§ **Exercise details**: Pull every "InvalidValue" line out of the data below.

§ **Stored items**:
────────────────────────────────────────
use glam::Vec3;

use crate::ability::{AbilityState, AbilityTrigger, AbilityType};
use crate::phase::GamePhase;
use crate::physics::Ball;
use crate::player::{
    MAX_PLAYERS, MoveInput, PLAYER_NAME_LEN, Player, PlayerId, ShotType, SwingInput,
};
use crate::score::{GameScore, MAX_SETS};

use super::protocol::{MAX_PAYLOAD_SIZE, Packet, PacketError, PacketType};

/// Set slots carried by a ScoreUpdate. `MatchRules` never allows a longer match.
pub const MAX_WIRE_SETS: usize = MAX_SETS;

/// Little-endian payload builder.
pub struct WireWriter {
    packet_type: PacketType,
    buf: [u8; MAX_PAYLOAD_SIZE],
    len: usize,
}

impl WireWriter {
    pub fn new(packet_type: PacketType) -> Self {
        Self {
            packet_type,
            buf: [0u8; MAX_PAYLOAD_SIZE],
            len: 0,
        }
    }

    pub fn put_bytes(&mut self, bytes: &[u8]) -> &mut Self {
        let n = bytes.len().min(MAX_PAYLOAD_SIZE - self.len);
        self.buf[self.len..self.len + n].copy_from_slice(&bytes[..n]);
        self.len += n;
        self
    }

    pub fn put_u8(&mut self, v: u8) -> &mut Self {
        self.put_bytes(&[v])
    }

    pub fn put_i32(&mut self, v: i32) -> &mut Self {
        self.put_bytes(&v.to_le_bytes())
    }

    pub fn put_f32(&mut self, v: f32) -> &mut Self {
        self.put_bytes(&v.to_le_bytes())
    }

    pub fn put_vec3(&mut self, v: Vec3) -> &mut Self {
        self.put_f32(v.x).put_f32(v.y).put_f32(v.z)
    }

    pub fn put_count(&mut self, v: u32) -> &mut Self {
        self.put_i32(i32::try_from(v).unwrap_or(i32::MAX))
    }

    pub fn put_id(&mut self, id: PlayerId) -> &mut Self {
        self.put_i32(i32::try_from(id).unwrap_or(-1))
    }

    /// Fixed-width NUL-padded string; always leaves room for a terminator.
    pub fn put_name(&mut self, name: &str) -> &mut Self {
        let mut field = [0u8; PLAYER_NAME_LEN];
        let bytes = name.as_bytes();
        let n = bytes.len().min(PLAYER_NAME_LEN - 1);
        field[..n].copy_from_slice(&bytes[..n]);
        self.put_bytes(&field)
    }

    pub fn len(&self) -> usize {
        self.len
    }

    pub fn is_empty(&self) -> bool {
        self.len == 0
    }

    pub fn finish(&self) -> Packet {
        Packet::from_parts(self.packet_type, self.buf, self.len)
    }
}

/// Little-endian payload cursor. Every read is bounds-checked.
pub struct WireReader<'a> {
    data: &'a [u8],
    pos: usize,
}

impl<'a> WireReader<'a> {
    pub fn new(data: &'a [u8]) -> Self {
        Self { data, pos: 0 }
    }

    fn take<const N: usize>(&mut self) -> Result<[u8; N], PacketError> {
        let available = self.data.len() - self.pos;
        if available < N {
            return Err(PacketError::Truncated {
                needed: N,
                available,
            });
        }
        let mut out = [0u8; N];
        out.copy_from_slice(&self.data[self.pos..self.pos + N]);
        self.pos += N;
        Ok(out)
    }

    pub fn u8(&mut self) -> Result<u8, PacketError> {
        Ok(self.take::<1>()?[0])
    }

    pub fn i32(&mut self) -> Result<i32, PacketError> {
        Ok(i32::from_le_bytes(self.take()?))
    }

    pub fn f32(&mut self) -> Result<f32, PacketError> {
        Ok(f32::from_le_bytes(self.take()?))
    }

    pub fn vec3(&mut self) -> Result<Vec3, PacketError> {
        Ok(Vec3::new(self.f32()?, self.f32()?, self.f32()?))
    }

    pub fn count(&mut self, field: &'static str) -> Result<u32, PacketError> {
        let v = self.i32()?;
        u32::try_from(v).map_err(|_| PacketError::InvalidValue {
            field,
            value: v as i64,
        })
    }

    pub fn player_id(&mut self) -> Result<PlayerId, PacketError> {
        let v = self.i32()?;
        match usize::try_from(v) {
            Ok(id) if id < MAX_PLAYERS => Ok(id),
            _ => Err(PacketError::InvalidValue {
                field: "player id",
                value: v as i64,
            }),
        }
    }

    pub fn name(&mut self) -> Result<String, PacketError> {
        let field = self.take::<PLAYER_NAME_LEN>()?;
        let end = field.iter().position(|&b| b == 0).unwrap_or(PLAYER_NAME_LEN);
        Ok(String::from_utf8_lossy(&field[..end]).into_owned())
    }
}

fn invalid(field: &'static str, tag: u8) -> PacketError {
    PacketError::InvalidValue {
        field,
        value: tag as i64,
    }
}

/// Intent sent by a client. The server never trusts anything else from them.
#[derive(Debug, Clone, Copy, PartialEq)]
pub enum ClientMessage {
    Input(MoveInput),
    Swing(SwingInput),
    AbilityRequest {
        ability: AbilityType,
        trigger: AbilityTrigger,
    },
}

impl ClientMessage {
    pub fn to_packet(&self) -> Packet {
        match self {
            ClientMessage::Input(input) => {
                WireWriter::new(PacketType::PlayerInput).put_u8(input.bits()).finish()
            }
            ClientMessage::Swing(swing) => WireWriter::new(PacketType::PlayerSwing)
                .put_vec3(swing.acceleration)
                .put_u8(swing.shot.tag())
                .finish(),
            ClientMessage::AbilityRequest { ability, trigger } => {
                WireWriter::new(PacketType::AbilityRequest)
                    .put_u8(ability.tag())
                    .put_u8(*trigger as u8)
                    .finish()
            }
        }
    }

    pub fn from_packet(packet: &Packet) -> Result<Self, PacketError> {
        let packet_type = packet.packet_type();
        match packet_type {
            PacketType::PlayerInput | PacketType::PlayerSwing | PacketType::AbilityRequest => {}
            other => return Err(PacketError::UnexpectedType(other)),
        }

        let mut r = WireReader::new(packet.expect_payload()?);
        match packet_type {
            PacketType::PlayerInput => {
                Ok(ClientMessage::Input(MoveInput::from_bits_truncate(r.u8()?)))
            }
            PacketType::PlayerSwing => {
                let acceleration = r.vec3()?;
                let tag = r.u8()?;
                let shot = ShotType::from_tag(tag).ok_or(invalid("shot type", tag))?;
                Ok(ClientMessage::Swing(SwingInput { acceleration, shot }))
            }
            _ => {
                let ability_tag = r.u8()?;
                let ability = AbilityType::from_tag(ability_tag)
                    .ok_or(invalid("ability", ability_tag))?;
                let trigger_tag = r.u8()?;
                let trigger = AbilityTrigger::from_tag(trigger_tag)
                    .ok_or(invalid("trigger", trigger_tag))?;
                Ok(ClientMessage::AbilityRequest { ability, trigger })
            }
        }
    }
}

#[derive(Debug, Clone, PartialEq)]
pub struct PlayerSnapshot {
    pub id: PlayerId,
    pub position: Vec3,
    pub name: String,
}

impl From<&Player> for PlayerSnapshot {
    fn from(player: &Player) -> Self {
        Self {
            id: player.id,
            position: player.position,
            name: player.name.clone(),
        }
    }
}

/// Score as it travels on the wire: points as tennis calls (Advantage is 50).
#[derive(Debug, Clone, Copy, PartialEq, Eq, Default)]
pub struct ScoreSnapshot {
    pub points: [i32; MAX_PLAYERS],
    pub current_set: i32,
    pub sets: [i32; MAX_PLAYERS],
    pub games: [[i32; MAX_PLAYERS]; MAX_WIRE_SETS],
}

impl From<&GameScore> for ScoreSnapshot {
    fn from(score: &GameScore) -> Self {
        let mut games = [[0i32; MAX_PLAYERS]; MAX_WIRE_SETS];
        for (slot, set) in games.iter_mut().zip(score.games_history()) {
            *slot = set.map(|g| g as i32);
        }
        Self {
            points: score.points().map(|p| p.as_wire()),
            current_set: score.current_set() as i32,
            sets: score.sets().map(|s| s as i32),
            games,
        }
    }
}

/// Authoritative state pushed to clients.
#[derive(Debug, Clone, PartialEq)]
pub enum ServerMessage {
    SetPlayerId(PlayerId),
    PlayerState(PlayerSnapshot),
    BallState(Ball),
    ScoreUpdate(ScoreSnapshot),
    GamePhase(GamePhase),
    AbilityState(AbilityState),
    MatchResult { winner: PlayerId },
}

impl ServerMessage {
    pub fn packet_type(&self) -> PacketType {
        match self {
            ServerMessage::SetPlayerId(_) => PacketType::SetPlayerId,
            ServerMessage::PlayerState(_) => PacketType::PlayerState,
            ServerMessage::BallState(_) => PacketType::BallState,
            ServerMessage::ScoreUpdate(_) => PacketType::ScoreUpdate,
            ServerMessage::GamePhase(_) => PacketType::GamePhase,
            ServerMessage::AbilityState(_) => PacketType::AbilityState,
            ServerMessage::MatchResult { .. } => PacketType::MatchResult,
        }
    }

    pub fn to_packet(&self) -> Packet {
        let mut w = WireWriter::new(self.packet_type());
        match self {
            ServerMessage::SetPlayerId(id) => {
                w.put_id(*id);
            }
            ServerMessage::PlayerState(p) => {
                w.put_id(p.id).put_vec3(p.position).put_name(&p.name);
            }
            ServerMessage::BallState(ball) => {
                w.put_vec3(ball.position)
                    .put_vec3(ball.velocity)
                    .put_f32(ball.previous_z)
                    .put_count(ball.bounce_count)
                    .put_count(ball.hit_count)
                    .put_id(ball.last_hit_player_id)
                    .put_f32(ball.gravity_multiplier);
            }
            ServerMessage::ScoreUpdate(score) => {
                w.put_i32(score.points[0])
                    .put_i32(score.points[1])
                    .put_i32(score.current_set)
                    .put_i32(score.sets[0])
                    .put_i32(score.sets[1]);
                for games in &score.games {
                    w.put_i32(games[0]).put_i32(games[1]);
                }
            }
            ServerMessage::GamePhase(phase) => {
                w.put_u8(phase.tag());
            }
            ServerMessage::AbilityState(state) => {
                w.put_id(state.player_id)
                    .put_u8(state.active_ability.tag())
                    .put_count(state.remaining_frames);
            }
            ServerMessage::MatchResult { winner } => {
                w.put_id(*winner);
            }
        }
        w.finish()
    }

    pub fn from_packet(packet: &Packet) -> Result<Self, PacketError> {
        let packet_type = packet.packet_type();
        let mut r = WireReader::new(packet.expect_payload()?);

        let message = match packet_type {
            PacketType::SetPlayerId => ServerMessage::SetPlayerId(r.player_id()?),
            PacketType::PlayerState => ServerMessage::PlayerState(PlayerSnapshot {
                id: r.player_id()?,
                position: r.vec3()?,
                name: r.name()?,
            }),
            PacketType::BallState => ServerMessage::BallState(Ball {
                position: r.vec3()?,
                velocity: r.vec3()?,
                previous_z: r.f32()?,
                bounce_count: r.count("bounce count")?,
                hit_count: r.count("hit count")?,
                last_hit_player_id: r.player_id()?,
                gravity_multiplier: r.f32()?,
            }),
            PacketType::ScoreUpdate => {
                let mut score = ScoreSnapshot {
                    points: [r.i32()?, r.i32()?],
                    current_set: r.i32()?,
                    sets: [r.i32()?, r.i32()?],
                    ..ScoreSnapshot::default()
                };
                for games in score.games.iter_mut() {
                    *games = [r.i32()?, r.i32()?];
                }
                ServerMessage::ScoreUpdate(score)
            }
            PacketType::GamePhase => {
                let tag = r.u8()?;
                let phase = GamePhase::from_tag(tag).ok_or(invalid("phase", tag))?;
                ServerMessage::GamePhase(phase)
            }
            PacketType::AbilityState => {
                let player_id = r.player_id()?;
                let tag = r.u8()?;
                let active_ability = AbilityType::from_tag(tag).ok_or(invalid("ability", tag))?;
                ServerMessage::AbilityState(AbilityState {
                    player_id,
                    active_ability,
                    remaining_frames: r.count("remaining frames")?,
                })
            }
            PacketType::MatchResult => ServerMessage::MatchResult {
                winner: r.player_id()?,
            },
            other => return Err(PacketError::UnexpectedType(other)),
        };
        Ok(message)
    }
}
────────────────────────────────────────
§ **Output of the exercise**:
        u32::try_from(v).map_err(|_| PacketError::InvalidValue {
            _ => Err(PacketError::InvalidValue {
    PacketError::InvalidValue {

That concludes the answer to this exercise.